How to complete this task: Filter the entries for the word "None". Copy each line that has it.

__________

use std::collections::HashMap;
use std::sync::atomic::{AtomicU64, Ordering};
use std::sync::{Arc, Mutex, OnceLock, PoisonError};
use std::time::{Duration, Instant};

use crate::expression::ast::Scope;

/// Rate limiter for unbound-reference warnings.
///
/// Every miss is counted; a warning is emitted for a given `(scope, name)` at most once per
/// window. One instance is usually shared by every context of a subsystem.
#[derive(Debug)]
pub struct UnboundLog {
    window: Duration,
    last_logged: Mutex<HashMap<(Scope, String), Instant>>,
    misses: AtomicU64,
    logged: AtomicU64,
}

impl UnboundLog {
    /// Create a limiter with the given window.
    pub fn new(window: Duration) -> Self {
        Self {
            window,
            last_logged: Mutex::new(HashMap::new()),
            misses: AtomicU64::new(0),
            logged: AtomicU64::new(0),
        }
    }

    /// Process-wide instance with the default window.
    pub fn global() -> Arc<UnboundLog> {
        static GLOBAL: OnceLock<Arc<UnboundLog>> = OnceLock::new();
        Arc::clone(GLOBAL.get_or_init(|| Arc::new(UnboundLog::new(Duration::from_secs(10)))))
    }

    /// Configured window.
    pub fn window(&self) -> Duration {
        self.window
    }

    /// Record a miss; returns whether a warning was emitted for it.
    pub fn record(&self, scope: Scope, name: &str) -> bool {
        self.record_at(scope, name, Instant::now())
    }

    pub(crate) fn record_at(&self, scope: Scope, name: &str, now: Instant) -> bool {
        self.misses.fetch_add(1, Ordering::Relaxed);

        let mut map = self
            .last_logged
            .lock()
            .unwrap_or_else(PoisonError::into_inner);
        let key = (scope, name.to_owned());
        let due = match map.get(&key) {
            Some(at) => now.saturating_duration_since(*at) >= self.window,
            None => true,
        };
        if !due {
            return false;
        }
        map.insert(key, now);
        drop(map);

        self.logged.fetch_add(1, Ordering::Relaxed);
        tracing::warn!(
            %scope,
            %name,
            window_ms = self.window.as_millis() as u64,
            "unbound reference evaluated as 0"
        );
        true
    }

    /// Total misses recorded.
    pub fn misses(&self) -> u64 {
        self.misses.load(Ordering::Relaxed)
    }

    /// Warnings actually emitted.
    pub fn logged(&self) -> u64 {
        self.logged.load(Ordering::Relaxed)
    }
}

impl Default for UnboundLog {
    fn default() -> Self {
        Self::new(Duration::from_secs(10))
    }
}

#[cfg(test)]
#[path = "../../tests/unit/runtime/unbound.rs"]
mod tests;
//! Store configuration.
//!
//! # Responsibility
//! - Describe which elements new projects track, the claimable value basis,
//!   and where snapshots live.
//! - Load and validate configuration from JSON files.
//!
//! # Invariants
//! - `elements` is non-empty and free of duplicates.
//! - A fixed value basis is finite and non-negative.

use crate::model::{Element, Project};
use crate::snapshot::{
    JsonFileSnapshotStore, MemorySnapshotStore, SnapshotResult, SnapshotStore,
    SqliteSnapshotStore,
};
use serde::{Deserialize, Serialize};
use std::collections::HashSet;
use std::error::Error;
use std::fmt::{Display, Formatter};
use std::path::{Path, PathBuf};

/// Project value used by the dashboard before per-project budgets existed.
pub const DEFAULT_FIXED_BASIS: f64 = 100_000.0;

const DEFAULT_SQLITE_RETAIN: u32 = 20;

/// Value each element's completion percentage is applied to.
#[derive(Debug, Clone, Copy, PartialEq, Serialize, Deserialize)]
#[serde(rename_all = "snake_case")]
pub enum ValueBasis {
    /// Same amount for every project.
    Fixed(f64),
    /// The project's own `budget`.
    ProjectBudget,
}

impl ValueBasis {
    pub fn resolve(self, project: &Project) -> f64 {
        match self {
            Self::Fixed(amount) => amount,
            Self::ProjectBudget => project.budget,
        }
    }
}

impl Default for ValueBasis {
    fn default() -> Self {
        Self::Fixed(DEFAULT_FIXED_BASIS)
    }
}

/// Snapshot backend selection.
#[derive(Debug, Clone, PartialEq, Eq, Default, Serialize, Deserialize)]
#[serde(tag = "backend", rename_all = "snake_case")]
pub enum SnapshotConfig {
    /// Nothing outlives the process.
    #[default]
    Memory,
    JsonFile {
        path: PathBuf,
    },
    Sqlite {
        path: PathBuf,
        #[serde(default = "default_retain")]
        retain: u32,
    },
}

fn default_retain() -> u32 {
    DEFAULT_SQLITE_RETAIN
}

#[derive(Debug, Clone, PartialEq, Serialize, Deserialize)]
#[serde(default)]
pub struct StoreConfig {
    /// Elements every newly registered project starts tracking.
    pub elements: Vec<Element>,
    pub value_basis: ValueBasis,
    pub snapshot: SnapshotConfig,
    /// Falls back to `logging::default_log_level()` when unset.
    pub log_level: Option<String>,
}

impl Default for StoreConfig {
    fn default() -> Self {
        Self {
            elements: Element::ALL.to_vec(),
            value_basis: ValueBasis::default(),
            snapshot: SnapshotConfig::default(),
            log_level: None,
        }
    }
}

#[derive(Debug)]
pub enum ConfigError {
    Io {
        path: PathBuf,
        source: std::io::Error,
    },
    Parse(serde_json::Error),
    Invalid(String),
}

impl Display for ConfigError {
    fn fmt(&self, f: &mut Formatter<'_>) -> std::fmt::Result {
        match self {
            Self::Io { path, source } => {
                write!(f, "failed to read config `{}`: {source}", path.display())
            }
            Self::Parse(err) => write!(f, "failed to parse config: {err}"),
            Self::Invalid(message) => write!(f, "invalid config: {message}"),
        }
    }
}

impl Error for ConfigError {
    fn source(&self) -> Option<&(dyn Error + 'static)> {
        match self {
            Self::Io { source, .. } => Some(source),
            Self::Parse(err) => Some(err),
            Self::Invalid(_) => None,
        }
    }
}

impl StoreConfig {
    /// Reads and validates a JSON config file.
    pub fn load(path: impl AsRef<Path>) -> Result<Self, ConfigError> {
        let path = path.as_ref();
        let text = std::fs::read_to_string(path).map_err(|source| ConfigError::Io {
            path: path.to_path_buf(),
            source,
        })?;
        Self::from_json_str(&text)
    }

    /// Parses and validates JSON config text. Missing keys take defaults.
    pub fn from_json_str(text: &str) -> Result<Self, ConfigError> {
        let config: Self = serde_json::from_str(text).map_err(ConfigError::Parse)?;
        config.validate()?;
        Ok(config)
    }

    pub fn validate(&self) -> Result<(), ConfigError> {
        if self.elements.is_empty() {
            return Err(ConfigError::Invalid(
                "at least one element must be tracked".to_string(),
            ));
        }
        let mut seen = HashSet::new();
        if let Some(duplicate) = self.elements.iter().find(|element| !seen.insert(**element)) {
            return Err(ConfigError::Invalid(format!(
                "element `{duplicate}` is listed more than once"
            )));
        }
        if let ValueBasis::Fixed(amount) = self.value_basis {
            if !amount.is_finite() || amount < 0.0 {
                return Err(ConfigError::Invalid(format!(
                    "fixed value basis must be a non-negative amount, got {amount}"
                )));
            }
        }
        if let SnapshotConfig::Sqlite { retain: 0, .. } = self.snapshot {
            return Err(ConfigError::Invalid(
                "sqlite retain must be at least 1".to_string(),
            ));
        }
        Ok(())
    }
}

/// Builds the snapshot backend described by `config`.
pub fn open_backend(config: &SnapshotConfig) -> SnapshotResult<Box<dyn SnapshotStore>> {
    Ok(match config {
        SnapshotConfig::Memory => Box::new(MemorySnapshotStore::new()),
        SnapshotConfig::JsonFile { path } => Box::new(JsonFileSnapshotStore::new(path)),
        SnapshotConfig::Sqlite { path, retain } => {
            Box::new(SqliteSnapshotStore::open(path, *retain)?)
        }
    })
}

__________

Worked solution:
            None => true,
            log_level: None,
            Self::Invalid(_) => None,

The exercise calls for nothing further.